Larry looked at him for the first time.

'I think that it is very possibly just the start of something,' said Doyle.

Larry nodded, then looked down at his brother's form beneath the flapping edge of Jack's cloak.

'Mr. Sparks says you killed the man wot did this to him.'

Doyle nodded.

'Then, sir, I am ... forever in your debt,' said Larry, his voice breaking.

Doyle said nothing. He wasn't sure he could speak. Time passed. Larry wiped his eyes again.

'If you don't mind,' said Larry, apologetically, 'I'd like to be alone with him now.'

'Of course.'

Doyle put out a hand. Larry shook it, once, without looking at him, then turned back to the throttle. Doyle worked his way back along the siding to the passenger car.

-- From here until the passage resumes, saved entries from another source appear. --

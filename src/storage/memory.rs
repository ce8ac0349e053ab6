use std::collections::HashMap;
use std::path::Path;
use std::sync::Arc;

use tokio::sync::RwLock;
use tracing::info;

use crate::core::{Result, TenantId};
use crate::storage::{SnapshotManager, TenantState};

/// Tenant-partitioned state store.
///
/// Every tenant has its own lock, so work in one tenant never waits on
/// another. The partition directory lock is held only long enough to look a
/// partition handle up or create it.
pub struct Storage {
    partitions: RwLock<HashMap<TenantId, Arc<RwLock<TenantState>>>>,
    snapshots: Option<SnapshotManager>,
}

impl Storage {
    pub fn in_memory() -> Self {
        Self {
            partitions: RwLock::new(HashMap::new()),
            snapshots: None,
        }
    }

    /// Opens a durable store, loading every tenant snapshot under `data_dir`.
    pub async fn open<P: AsRef<Path>>(data_dir: P) -> Result<Self> {
        let snapshots = SnapshotManager::new(data_dir);
        let loaded = snapshots.load_all().await?;
        info!(
            dir = %snapshots.dir().display(),
            tenants = loaded.len(),
            "storage opened"
        );

        let partitions = loaded
            .into_iter()
            .map(|(tenant, state)| (tenant, Arc::new(RwLock::new(state))))
            .collect();

        Ok(Self {
            partitions: RwLock::new(partitions),
            snapshots: Some(snapshots),
        })
    }

    pub fn is_durable(&self) -> bool {
        self.snapshots.is_some()
    }

    pub async fn tenants(&self) -> Vec<TenantId> {
        let mut tenants: Vec<TenantId> = self.partitions.read().await.keys().copied().collect();
        tenants.sort();
        tenants
    }

    async fn existing_partition(&self, tenant: TenantId) -> Option<Arc<RwLock<TenantState>>> {
        self.partitions.read().await.get(&tenant).cloned()
    }

    async fn partition(&self, tenant: TenantId) -> Arc<RwLock<TenantState>> {
        if let Some(partition) = self.existing_partition(tenant).await {
            return partition;
        }
        self.partitions
            .write()
            .await
            .entry(tenant)
            .or_default()
            .clone()
    }

    /// Runs `f` against a consistent view of the tenant's state.
    pub async fn read<T, F>(&self, tenant: TenantId, f: F) -> T
    where
        F: FnOnce(&TenantState) -> T,
    {
        match self.existing_partition(tenant).await {
            Some(partition) => {
                let state = partition.read().await;
                f(&state)
            }
            None => f(&TenantState::default()),
        }
    }

    /// Runs `f` as one all-or-nothing transaction on the tenant's state.
    ///
    /// `f` works on a draft while the partition write lock is held. The draft
    /// replaces the live state only if `f` succeeds and, for durable stores,
    /// the snapshot is written; otherwise it is dropped.
    pub async fn transaction<T, F>(&self, tenant: TenantId, f: F) -> Result<T>
    where
        F: FnOnce(&mut TenantState) -> Result<T>,
    {
        let partition = self.partition(tenant).await;
        let mut live = partition.write().await;

        let mut draft = live.clone();
        let output = f(&mut draft)?;

        if let Some(snapshots) = &self.snapshots {
            snapshots.save(tenant, &draft).await?;
        }

        *live = draft;
        Ok(output)
    }
}

impl Default for Storage {
    fn default() -> Self {
        Self::in_memory()
    }
}
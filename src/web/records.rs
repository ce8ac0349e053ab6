use axum::Json;
use axum::extract::{Path, State};
use axum::http::StatusCode;
use chrono::{DateTime, Utc};
use serde::Serialize;
use uuid::Uuid;

use crate::core::{payload_from_json, Payload, UserId};
use crate::record::{Record, RecordLog};
use crate::web::{ApiJson, AppState, AuthenticatedPrincipal, Result, WebError};

#[derive(Debug, Serialize)]
pub struct RecordView {
    pub id: Uuid,
    pub entity_name: String,
    pub data: Payload,
    pub created_at: DateTime<Utc>,
    pub updated_at: DateTime<Utc>,
    pub created_by: UserId,
    pub updated_by: UserId,
}

impl From<Record> for RecordView {
    fn from(record: Record) -> Self {
        Self {
            id: record.id,
            entity_name: record.entity_name,
            data: record.payload,
            created_at: record.created_at,
            updated_at: record.updated_at,
            created_by: record.created_by,
            updated_by: record.updated_by,
        }
    }
}

#[derive(Debug, Serialize)]
pub struct DeletedResponse {
    pub status: &'static str,
}

pub async fn create_record(
    State(state): State<AppState>,
    AuthenticatedPrincipal(caller): AuthenticatedPrincipal,
    Path(entity): Path<String>,
    ApiJson(body): ApiJson<serde_json::Value>,
) -> Result<(StatusCode, Json<RecordView>)> {
    let payload = payload_from_json(body)?;
    let record = state.platform.records().create(&caller, &entity, payload).await?;
    Ok((StatusCode::CREATED, Json(record.into())))
}

pub async fn list_records(
    State(state): State<AppState>,
    AuthenticatedPrincipal(caller): AuthenticatedPrincipal,
    Path(entity): Path<String>,
) -> Result<Json<Vec<RecordView>>> {
    let records = state.platform.records().list(&caller, &entity).await?;
    Ok(Json(records.into_iter().map(RecordView::from).collect()))
}

pub async fn get_record(
    State(state): State<AppState>,
    AuthenticatedPrincipal(caller): AuthenticatedPrincipal,
    Path((entity, id)): Path<(String, String)>,
) -> Result<Json<RecordView>> {
    let id = parse_uuid(&id)?;
    let record = state.platform.records().get(&caller, &entity, id).await?;
    Ok(Json(record.into()))
}

pub async fn update_record(
    State(state): State<AppState>,
    AuthenticatedPrincipal(caller): AuthenticatedPrincipal,
    Path((entity, id)): Path<(String, String)>,
    ApiJson(body): ApiJson<serde_json::Value>,
) -> Result<Json<RecordView>> {
    let id = parse_uuid(&id)?;
    let payload = payload_from_json(body)?;
    let record = state
        .platform
        .records()
        .update(&caller, &entity, id, payload)
        .await?;
    Ok(Json(record.into()))
}

pub async fn delete_record(
    State(state): State<AppState>,
    AuthenticatedPrincipal(caller): AuthenticatedPrincipal,
    Path((entity, id)): Path<(String, String)>,
) -> Result<Json<DeletedResponse>> {
    let id = parse_uuid(&id)?;
    state.platform.records().delete(&caller, &entity, id).await?;
    Ok(Json(DeletedResponse { status: "deleted" }))
}

pub async fn record_history(
    State(state): State<AppState>,
    AuthenticatedPrincipal(caller): AuthenticatedPrincipal,
    Path((entity, id)): Path<(String, String)>,
) -> Result<Json<Vec<RecordLog>>> {
    let id = parse_uuid(&id)?;
    let logs = state.platform.records().history(&caller, &entity, id).await?;
    Ok(Json(logs))
}

fn parse_uuid(raw: &str) -> Result<Uuid> {
    Uuid::parse_str(raw).map_err(|_| WebError::Input("id must be a valid UUID string".to_string()))
}
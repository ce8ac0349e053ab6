use std::sync::Arc;

use chrono::Utc;
use tracing::info;

use crate::core::{EngineError, Result, Role, TenantId};
use crate::permission::{EntityPermission, PermissionSet};
use crate::schema::definition::{check_entity_name, check_fields};
use crate::schema::{EntitySchema, EntitySchemaVersion, FieldDefinition};
use crate::storage::{Storage, TenantState};

/// Versioned entity schemas per tenant.
///
/// Every declare, revise and rollback commits the schema change together with
/// its history snapshot; version numbers only ever grow.
#[derive(Clone)]
pub struct SchemaStore {
    storage: Arc<Storage>,
    standard_roles: Arc<Vec<Role>>,
}

impl SchemaStore {
    pub fn new(storage: Arc<Storage>, standard_roles: Vec<Role>) -> Self {
        Self {
            storage,
            standard_roles: Arc::new(standard_roles),
        }
    }

    pub async fn declare(
        &self,
        tenant: TenantId,
        entity_name: &str,
        fields: Vec<FieldDefinition>,
    ) -> Result<EntitySchema> {
        check_entity_name(entity_name)?;
        check_fields(&fields)?;
        let roles = Arc::clone(&self.standard_roles);

        let schema = self
            .storage
            .transaction(tenant, move |state| {
                if state.schema(entity_name).is_some() {
                    return Err(EngineError::conflict(format!(
                        "Entity '{}' already exists.",
                        entity_name
                    )));
                }

                let now = Utc::now();
                let schema = EntitySchema {
                    tenant_id: tenant,
                    entity_name: entity_name.to_string(),
                    fields,
                    version: 1,
                    created_at: now,
                    updated_at: now,
                };

                state.push_version(schema.snapshot());
                state.put_schema(schema.clone());
                for role in roles.iter() {
                    state.put_permission(EntityPermission::new(
                        tenant,
                        entity_name,
                        role.clone(),
                        PermissionSet::allow_all(),
                    ));
                }

                Ok(schema)
            })
            .await?;

        info!(
            tenant = %tenant,
            entity = entity_name,
            fields = schema.fields.len(),
            "entity schema declared"
        );
        Ok(schema)
    }

    /// Replaces the field list. Existing records are left as they are.
    pub async fn revise(
        &self,
        tenant: TenantId,
        entity_name: &str,
        fields: Vec<FieldDefinition>,
    ) -> Result<EntitySchema> {
        check_fields(&fields)?;

        let schema = self
            .storage
            .transaction(tenant, move |state| {
                let current = current_schema(state, entity_name)?;
                Ok(advance(state, current, fields))
            })
            .await?;

        info!(
            tenant = %tenant,
            entity = entity_name,
            version = schema.version,
            "entity schema revised"
        );
        Ok(schema)
    }

    /// Restores the field list of `target_version` as a new version.
    pub async fn rollback(
        &self,
        tenant: TenantId,
        entity_name: &str,
        target_version: u32,
    ) -> Result<EntitySchema> {
        let schema = self
            .storage
            .transaction(tenant, move |state| {
                let current = current_schema(state, entity_name)?;
                let fields = state
                    .version(entity_name, target_version)
                    .map(|snapshot| snapshot.fields.clone())
                    .ok_or_else(|| {
                        EngineError::not_found(format!(
                            "Version {} of entity '{}' not found",
                            target_version, entity_name
                        ))
                    })?;
                Ok(advance(state, current, fields))
            })
            .await?;

        info!(
            tenant = %tenant,
            entity = entity_name,
            restored = target_version,
            version = schema.version,
            "entity schema rolled back"
        );
        Ok(schema)
    }

    /// All current schemas of the tenant, ordered by entity name.
    pub async fn list(&self, tenant: TenantId) -> Vec<EntitySchema> {
        self.storage
            .read(tenant, |state| state.schemas().cloned().collect())
            .await
    }

    pub async fn get(&self, tenant: TenantId, entity_name: &str) -> Result<EntitySchema> {
        self.storage
            .read(tenant, |state| current_schema(state, entity_name))
            .await
    }

    /// Version history in ascending version order.
    pub async fn versions(&self, tenant: TenantId, entity_name: &str) -> Result<Vec<EntitySchemaVersion>> {
        self.storage
            .read(tenant, |state| {
                current_schema(state, entity_name)?;
                Ok(state.versions(entity_name).cloned().collect())
            })
            .await
    }

    /// Creates or replaces the permission row of `role` for an entity.
    pub async fn set_permissions(
        &self,
        tenant: TenantId,
        entity_name: &str,
        role: Role,
        permissions: PermissionSet,
    ) -> Result<EntityPermission> {
        let row = self
            .storage
            .transaction(tenant, move |state| {
                current_schema(state, entity_name)?;
                let row = EntityPermission::new(tenant, entity_name, role, permissions);
                state.put_permission(row.clone());
                Ok(row)
            })
            .await?;

        info!(
            tenant = %tenant,
            entity = entity_name,
            role = %row.role,
            can_read = row.permissions.can_read,
            can_create = row.permissions.can_create,
            can_update = row.permissions.can_update,
            can_delete = row.permissions.can_delete,
            "entity permissions set"
        );
        Ok(row)
    }

    pub async fn permissions(&self, tenant: TenantId, entity_name: &str) -> Result<Vec<EntityPermission>> {
        self.storage
            .read(tenant, |state| {
                current_schema(state, entity_name)?;
                Ok(state.permissions(entity_name).cloned().collect())
            })
            .await
    }
}

/// Current schema of an entity, or NotFound.
pub(crate) fn current_schema(state: &TenantState, entity_name: &str) -> Result<EntitySchema> {
    state
        .schema(entity_name)
        .cloned()
        .ok_or_else(|| EngineError::not_found(format!("Entity '{}' not found", entity_name)))
}

fn advance(state: &mut TenantState, current: EntitySchema, fields: Vec<FieldDefinition>) -> EntitySchema {
    let schema = EntitySchema {
        fields,
        version: current.version + 1,
        updated_at: Utc::now(),
        ..current
    };
    state.push_version(schema.snapshot());
    state.put_schema(schema.clone());
    schema
}
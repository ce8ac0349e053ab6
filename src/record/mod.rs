mod engine;
mod model;

pub use engine::RecordEngine;
pub use model::{Record, RecordLog};
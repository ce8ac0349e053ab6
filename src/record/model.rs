use chrono::{DateTime, Utc};
use serde::{Deserialize, Serialize};
use uuid::Uuid;

use crate::core::{Payload, TenantId, UserId};

/// One instance of an entity's data.
#[derive(Debug, Clone, PartialEq, Serialize, Deserialize)]
pub struct Record {
    pub id: Uuid,
    pub tenant_id: TenantId,
    pub entity_name: String,
    pub payload: Payload,
    pub created_at: DateTime<Utc>,
    pub updated_at: DateTime<Utc>,
    pub created_by: UserId,
    pub updated_by: UserId,
}

impl Record {
    pub fn new(tenant_id: TenantId, entity_name: &str, payload: Payload, actor: UserId) -> Self {
        let now = Utc::now();
        Self {
            id: Uuid::new_v4(),
            tenant_id,
            entity_name: entity_name.to_string(),
            payload,
            created_at: now,
            updated_at: now,
            created_by: actor,
            updated_by: actor,
        }
    }
}

/// Audit row written on every record update, never on create or delete.
#[derive(Debug, Clone, PartialEq, Serialize, Deserialize)]
pub struct RecordLog {
    pub id: Uuid,
    pub record_id: Uuid,
    pub tenant_id: TenantId,
    pub entity_name: String,
    pub before: Payload,
    pub after: Payload,
    pub changed_at: DateTime<Utc>,
    pub changed_by: UserId,
}
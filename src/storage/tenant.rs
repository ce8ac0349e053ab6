use im::{OrdMap, Vector};
use serde::{Deserialize, Serialize};
use uuid::Uuid;

use crate::core::Role;
use crate::permission::EntityPermission;
use crate::record::{Record, RecordLog};
use crate::schema::{EntitySchema, EntitySchemaVersion};

/// Everything one tenant owns.
///
/// Built on persistent collections so a transaction can work against a
/// clone and either publish it or drop it.
#[derive(Debug, Clone, Default, Serialize, Deserialize)]
pub struct TenantState {
    schemas: OrdMap<String, EntitySchema>,
    versions: OrdMap<String, Vector<EntitySchemaVersion>>,
    permissions: OrdMap<String, OrdMap<Role, EntityPermission>>,
    records: OrdMap<String, OrdMap<Uuid, Record>>,
    logs: Vector<RecordLog>,
}

impl TenantState {
    // ------------------------------------------------------------------
    // Schemas
    // ------------------------------------------------------------------

    pub fn schema(&self, entity_name: &str) -> Option<&EntitySchema> {
        self.schemas.get(entity_name)
    }

    pub fn schemas(&self) -> impl Iterator<Item = &EntitySchema> {
        self.schemas.values()
    }

    pub fn put_schema(&mut self, schema: EntitySchema) {
        self.schemas.insert(schema.entity_name.clone(), schema);
    }

    pub fn push_version(&mut self, version: EntitySchemaVersion) {
        match self.versions.get_mut(&version.entity_name) {
            Some(history) => history.push_back(version),
            None => {
                self.versions
                    .insert(version.entity_name.clone(), Vector::unit(version));
            }
        }
    }

    pub fn versions(&self, entity_name: &str) -> impl Iterator<Item = &EntitySchemaVersion> {
        self.versions.get(entity_name).into_iter().flat_map(|history| history.iter())
    }

    pub fn version(&self, entity_name: &str, version: u32) -> Option<&EntitySchemaVersion> {
        self.versions(entity_name).find(|snapshot| snapshot.version == version)
    }

    // ------------------------------------------------------------------
    // Permissions
    // ------------------------------------------------------------------

    pub fn permission(&self, entity_name: &str, role: &Role) -> Option<&EntityPermission> {
        self.permissions.get(entity_name).and_then(|rows| rows.get(role))
    }

    pub fn permissions(&self, entity_name: &str) -> impl Iterator<Item = &EntityPermission> {
        self.permissions.get(entity_name).into_iter().flat_map(|rows| rows.values())
    }

    pub fn put_permission(&mut self, permission: EntityPermission) {
        match self.permissions.get_mut(&permission.entity_name) {
            Some(rows) => {
                rows.insert(permission.role.clone(), permission);
            }
            None => {
                let entity_name = permission.entity_name.clone();
                let rows = OrdMap::unit(permission.role.clone(), permission);
                self.permissions.insert(entity_name, rows);
            }
        }
    }

    // ------------------------------------------------------------------
    // Records
    // ------------------------------------------------------------------

    pub fn records(&self, entity_name: &str) -> impl Iterator<Item = &Record> {
        self.records.get(entity_name).into_iter().flat_map(|rows| rows.values())
    }

    pub fn record(&self, entity_name: &str, id: Uuid) -> Option<&Record> {
        self.records.get(entity_name).and_then(|rows| rows.get(&id))
    }

    pub fn record_count(&self, entity_name: &str) -> usize {
        self.records.get(entity_name).map_or(0, |rows| rows.len())
    }

    pub fn put_record(&mut self, record: Record) {
        match self.records.get_mut(&record.entity_name) {
            Some(rows) => {
                rows.insert(record.id, record);
            }
            None => {
                let entity_name = record.entity_name.clone();
                self.records.insert(entity_name, OrdMap::unit(record.id, record));
            }
        }
    }

    pub fn remove_record(&mut self, entity_name: &str, id: Uuid) -> Option<Record> {
        self.records.get_mut(entity_name).and_then(|rows| rows.remove(&id))
    }

    // ------------------------------------------------------------------
    // Audit log
    // ------------------------------------------------------------------

    pub fn push_log(&mut self, log: RecordLog) {
        self.logs.push_back(log);
    }

    pub fn logs(&self) -> impl Iterator<Item = &RecordLog> {
        self.logs.iter()
    }

    pub fn logs_for(&self, entity_name: &str, record_id: Uuid) -> impl Iterator<Item = &RecordLog> {
        let entity_name = entity_name.to_string();
        self.logs
            .iter()
            .filter(move |log| log.record_id == record_id && log.entity_name == entity_name)
    }
}
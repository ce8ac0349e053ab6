//! HTTP surface
//!
//! One generic handler set serves every declared entity; schemas are looked
//! up per request, so declaring an entity never touches the router.

mod auth;
mod extract;
mod records;
mod router;
mod schemas;
mod state;

use axum::Json;
use axum::extract::rejection::JsonRejection;
use axum::http::StatusCode;
use axum::response::{IntoResponse, Response};
use serde::Serialize;
use tracing::error;

use crate::auth::AuthError;
use crate::core::{EngineError, ErrorKind};

pub use extract::{ApiJson, AuthenticatedPrincipal};
pub use router::build_router;
pub use state::AppState;

#[derive(Debug, Serialize)]
pub struct ErrorResponse {
    pub error: String,
    pub code: String,
}

#[derive(Debug)]
pub enum WebError {
    Engine(EngineError),
    Auth(AuthError),
    Unauthorized(String),
    Forbidden(String),
    Input(String),
}

impl From<EngineError> for WebError {
    fn from(err: EngineError) -> Self {
        WebError::Engine(err)
    }
}

impl From<AuthError> for WebError {
    fn from(err: AuthError) -> Self {
        WebError::Auth(err)
    }
}

impl From<JsonRejection> for WebError {
    fn from(rejection: JsonRejection) -> Self {
        WebError::Input(rejection.body_text())
    }
}

impl IntoResponse for WebError {
    fn into_response(self) -> Response {
        let (status, message, code) = match self {
            WebError::Engine(err) => {
                let status = match err.kind() {
                    ErrorKind::Validation | ErrorKind::Uniqueness | ErrorKind::Conflict => {
                        StatusCode::BAD_REQUEST
                    }
                    ErrorKind::Forbidden => StatusCode::FORBIDDEN,
                    ErrorKind::NotFound => StatusCode::NOT_FOUND,
                    ErrorKind::Storage => {
                        error!(error = %err, "storage failure");
                        StatusCode::INTERNAL_SERVER_ERROR
                    }
                };
                (status, err.detail().to_string(), err.kind().as_str().to_string())
            }

            WebError::Auth(err) => match err {
                AuthError::InvalidCredentials | AuthError::InvalidToken | AuthError::TokenExpired => (
                    StatusCode::UNAUTHORIZED,
                    err.to_string(),
                    "unauthorized".to_string(),
                ),
                AuthError::UserExists(_) => {
                    (StatusCode::BAD_REQUEST, err.to_string(), "conflict".to_string())
                }
                AuthError::InvalidUsername(_) | AuthError::InvalidPassword(_) => (
                    StatusCode::BAD_REQUEST,
                    err.to_string(),
                    "validation_error".to_string(),
                ),
                AuthError::Hash(_) => {
                    error!(error = %err, "password hashing failure");
                    (
                        StatusCode::INTERNAL_SERVER_ERROR,
                        err.to_string(),
                        "internal_error".to_string(),
                    )
                }
            },

            WebError::Unauthorized(msg) => {
                (StatusCode::UNAUTHORIZED, msg, "unauthorized".to_string())
            }
            WebError::Forbidden(msg) => (StatusCode::FORBIDDEN, msg, "forbidden".to_string()),
            WebError::Input(msg) => (StatusCode::BAD_REQUEST, msg, "input_error".to_string()),
        };

        let body = Json(ErrorResponse {
            error: message,
            code,
        });

        (status, body).into_response()
    }
}

pub type Result<T> = std::result::Result<T, WebError>;

#[cfg(test)]
mod tests {
    use super::*;

    fn status_of(err: WebError) -> StatusCode {
        err.into_response().status()
    }

    #[test]
    fn maps_engine_errors() {
        assert_eq!(status_of(EngineError::validation("x").into()), StatusCode::BAD_REQUEST);
        assert_eq!(status_of(EngineError::uniqueness("x").into()), StatusCode::BAD_REQUEST);
        assert_eq!(status_of(EngineError::conflict("x").into()), StatusCode::BAD_REQUEST);
        assert_eq!(status_of(EngineError::forbidden("x").into()), StatusCode::FORBIDDEN);
        assert_eq!(status_of(EngineError::not_found("x").into()), StatusCode::NOT_FOUND);
        assert_eq!(
            status_of(EngineError::storage("disk").into()),
            StatusCode::INTERNAL_SERVER_ERROR
        );
    }

    #[test]
    fn maps_auth_errors() {
        assert_eq!(status_of(AuthError::InvalidToken.into()), StatusCode::UNAUTHORIZED);
        assert_eq!(status_of(AuthError::TokenExpired.into()), StatusCode::UNAUTHORIZED);
        assert_eq!(
            status_of(AuthError::UserExists("bob".into()).into()),
            StatusCode::BAD_REQUEST
        );
        assert_eq!(
            status_of(AuthError::Hash("cost".into()).into()),
            StatusCode::INTERNAL_SERVER_ERROR
        );
    }
}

Sparks sat at a table, the decanter of brandy open, two glasses set out. Doyle took a seat across from him. Sparks filled the glasses. They drank. The warmth of the liquor spread through Doyle's belly, allotting some small distance from the horrors.

Doyle told Sparks how Alexander had appeared in the courtyard of the inn, how they had then come to Ravenscar, leading to the confrontation in the great hall. Sparks listened intently to his thorough account, asking questions only about Alexander, Doyle's impressions of him. When Doyle was done, they sat in silence for a while.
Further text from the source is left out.